Экономисту понять такое сложно. Ведь экономика прежде всего рассматривает ситуацию нехватки, когда человек не насыщен (не удовлетворен) и хотел бы потреблять больше (и, значит, больше зарабатывать). Как бы выглядела экономика без нехватки? Наши средства так выросли, что мы можем рассчитывать на что‑то большее, чем полное насыщение. Удовлетворенность, точка блаженства часто находится где‑то внутри множества того, что мы можем себе позволить, она в пределах нашего бюджетного ограничения. Но найти ее все так же трудно. Может случиться, что мы переусердствуем с материальным излишком, и это приведет к пресыщенности. И даже если мы достигнем состояния блаженства, где гарантия, что мы просто не проклянем все под тяжестью собственных приобретений?
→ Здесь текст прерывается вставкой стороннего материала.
// Motion capture pipeline
// Video source -> pose estimation -> track -> smoothing -> skeleton mapping -> animation

use crate::core::bvh_writer::save_bvh;
use crate::core::config::MocapConfig;
use crate::core::pose_estimator::{check_topology, estimate_frame, Detection, DetectionGate};
use crate::core::skeleton_mapper::{MapperConfig, SkeletonMapper};
use crate::core::smoother::TemporalSmoother;
use crate::core::track_builder::{validate_frame_rate, TrackBuilder};
use crate::models::animation::AnimationDocument;
use crate::models::capture::VideoInfo;
use crate::models::pipeline::{MotionCaptureReport, PipelineError, PipelineResult};
use crate::models::skeleton::Skeleton;
use crate::models::track::{FrameFill, SmoothedTrack, Track};
use crate::platform::capture::VideoSource;
use crate::platform::pose::PoseEstimator;
use log::{debug, info, warn};
use std::collections::VecDeque;
use std::path::Path;
use std::sync::Arc;
use tokio::task::JoinHandle;
use uuid::Uuid;

/// Everything one run produces
#[derive(Debug, Clone)]
pub struct MotionCapture {
    pub track: Track,
    pub smoothed: SmoothedTrack,
    pub document: AnimationDocument,
    pub report: MotionCaptureReport,
}

pub struct MotionCapturePipeline {
    config: MocapConfig,
    estimator: Arc<dyn PoseEstimator>,
    smoother: TemporalSmoother,
    mapper: SkeletonMapper,
}

impl MotionCapturePipeline {
    pub fn new(config: MocapConfig, skeleton: Skeleton, estimator: Arc<dyn PoseEstimator>) -> PipelineResult<Self> {
        config
            .validate()
            .map_err(|e| PipelineError::InvalidConfig(e.to_string()))?;

        let smoother = TemporalSmoother::new(config.smoother_config());
        let mapper = SkeletonMapper::new(
            skeleton,
            MapperConfig {
                unit_scale: config.unit_scale,
                ..MapperConfig::default()
            },
        );

        Ok(Self {
            config,
            estimator,
            smoother,
            mapper,
        })
    }

    /// Use the configured skeleton file, or the bundled reference skeleton
    pub fn from_config(config: MocapConfig, estimator: Arc<dyn PoseEstimator>) -> PipelineResult<Self> {
        let skeleton = match &config.skeleton_path {
            Some(path) => Skeleton::load(path)?,
            None => Skeleton::reference()?,
        };
        Self::new(config, skeleton, estimator)
    }

    pub fn config(&self) -> &MocapConfig {
        &self.config
    }

    pub fn skeleton(&self) -> &Skeleton {
        self.mapper.skeleton()
    }

    /// Process a whole video
    ///
    /// The source is consumed and dropped on every exit path. Nothing partial is returned.
    pub async fn run<S: VideoSource>(&self, mut source: S) -> PipelineResult<MotionCapture> {
        let info = source.info().clone();
        validate_frame_rate(info.frame_rate, info.variable_frame_rate)?;
        check_topology(self.estimator.as_ref())?;

        info!(
            "Starting motion capture: {}x{} at {} fps, {} frames, estimator: {}",
            info.width,
            info.height,
            info.frame_rate,
            info.frame_count,
            self.estimator.model_info()
        );

        let track = self.estimate_track(&mut source, &info).await?;
        drop(source);

        if track.len() != info.frame_count {
            warn!(
                "Source announced {} frames but yielded {}",
                info.frame_count,
                track.len()
            );
        }

        let gaps = track.gap_runs();
        info!(
            "Detected a pose in {} of {} frames ({} gap runs, longest {})",
            track.detected_frames(),
            track.len(),
            gaps.len(),
            gaps.iter().map(|(_, len)| *len).max().unwrap_or(0)
        );

        let smoothed = self.smoother.smooth(&track);
        let document = self.mapper.map(&smoothed)?;
        let report = Self::report(&track, &smoothed, &document);

        debug!(
            "Run {}: {} interpolated, {} held",
            report.run_id, report.interpolated_frames, report.held_frames
        );

        Ok(MotionCapture {
            track,
            smoothed,
            document,
            report,
        })
    }

    /// Process a video and write the animation as BVH
    pub async fn run_to_bvh<S, P>(&self, source: S, path: P) -> PipelineResult<MotionCapture>
    where
        S: VideoSource,
        P: AsRef<Path>,
    {
        let capture = self.run(source).await?;
        save_bvh(&capture.document, path.as_ref())?;
        info!(
            "Wrote {} frames of {} bones to {:?}",
            capture.document.frame_count(),
            capture.document.bone_count(),
            path.as_ref()
        );
        Ok(capture)
    }

    /// Estimate every frame on the blocking pool, keeping at most
    /// `max_frames_in_flight` outstanding and consuming results in frame order
    async fn estimate_track<S: VideoSource>(&self, source: &mut S, info: &VideoInfo) -> PipelineResult<Track> {
        let mut builder = TrackBuilder::new(info)?;
        let mut gate = DetectionGate::new(&self.config.pose_config());
        let limit = self.config.max_frames_in_flight.max(1);
        let mut in_flight: VecDeque<(usize, JoinHandle<PipelineResult<Option<Detection>>>)> =
            VecDeque::with_capacity(limit);
        let mut exhausted = false;

        loop {
            while !exhausted && in_flight.len() < limit {
                match source.next_frame()? {
                    Some(frame) => {
                        let estimator = self.estimator.clone();
                        let index = frame.index;
                        let handle =
                            tokio::task::spawn_blocking(move || estimate_frame(estimator.as_ref(), &frame));
                        in_flight.push_back((index, handle));
                    }
                    None => exhausted = true,
                }
            }

            let (index, handle) = match in_flight.pop_front() {
                Some(next) => next,
                None => break,
            };
            let detection = handle
                .await
                .map_err(|e| PipelineError::TaskFailed(e.to_string()))??;
            builder.push(index, gate.admit(detection))?;
        }

        Ok(builder.finish())
    }

    fn report(track: &Track, smoothed: &SmoothedTrack, document: &AnimationDocument) -> MotionCaptureReport {
        MotionCaptureReport {
            run_id: Uuid::new_v4().to_string(),
            fps: document.frame_rate,
            duration: document.duration_secs(),
            frame_count: document.frame_count(),
            bone_count: document.bone_count(),
            detected_frames: track.detected_frames(),
            interpolated_frames: smoothed.count_fill(FrameFill::Interpolated),
            held_frames: smoothed.count_fill(FrameFill::Held),
            formats: vec!["bvh".to_string()],
            completed_at: chrono::Utc::now().timestamp_millis(),
        }
    }
}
Тайлер Дёрден, главный герой романа «Бойцовский клуб», так изображает modus vivendi потребительского общества: «Поколения за поколениями люди работают на ненавистных работах только для того, чтобы иметь возможность купить то, что им не нужно» [817]. Сегодня это высказывание можно перефразировать так: не нужные нам вещи мы покупаем на отсутствующие у нас деньги. Для послевоенной эпохи был характерен быстрый рост благосостояния, что и дало уже в шестидесятых годах XX века начало первой волне критики потребительского отношения к жизни. Надежды, которыми тешило себя поколение хиппи, оказались, однако, ложными. Американское общество стало зависимым не только от своего богатства, но и от долгов. Между психологами, экономистами и социологами до сегодняшнего дня ведется горячая дискуссия по вопросу, играет ли вообще богатство значительную роль в нашем ощущении благополучия [818]. После многолетнего исследования феномена счастья во многих странах социолог Рональд Инглхарт пришел к выводу, что чувство довольства увеличивается вместе с состоятельностью, но его прирост уменьшается: функция удовлетворенности является вогнутой [819]. В богатом обществе ощущение благоденствия с повышением зажиточности усиливается лишь минимально, так как расти уже некуда. По утверждению Инглхарта, в богатых странах корреляция между доходом и счастьем «на удивление слаба (в сущности, пренебрежимо мала)» [820]. Это называется парадоксом Истерлина.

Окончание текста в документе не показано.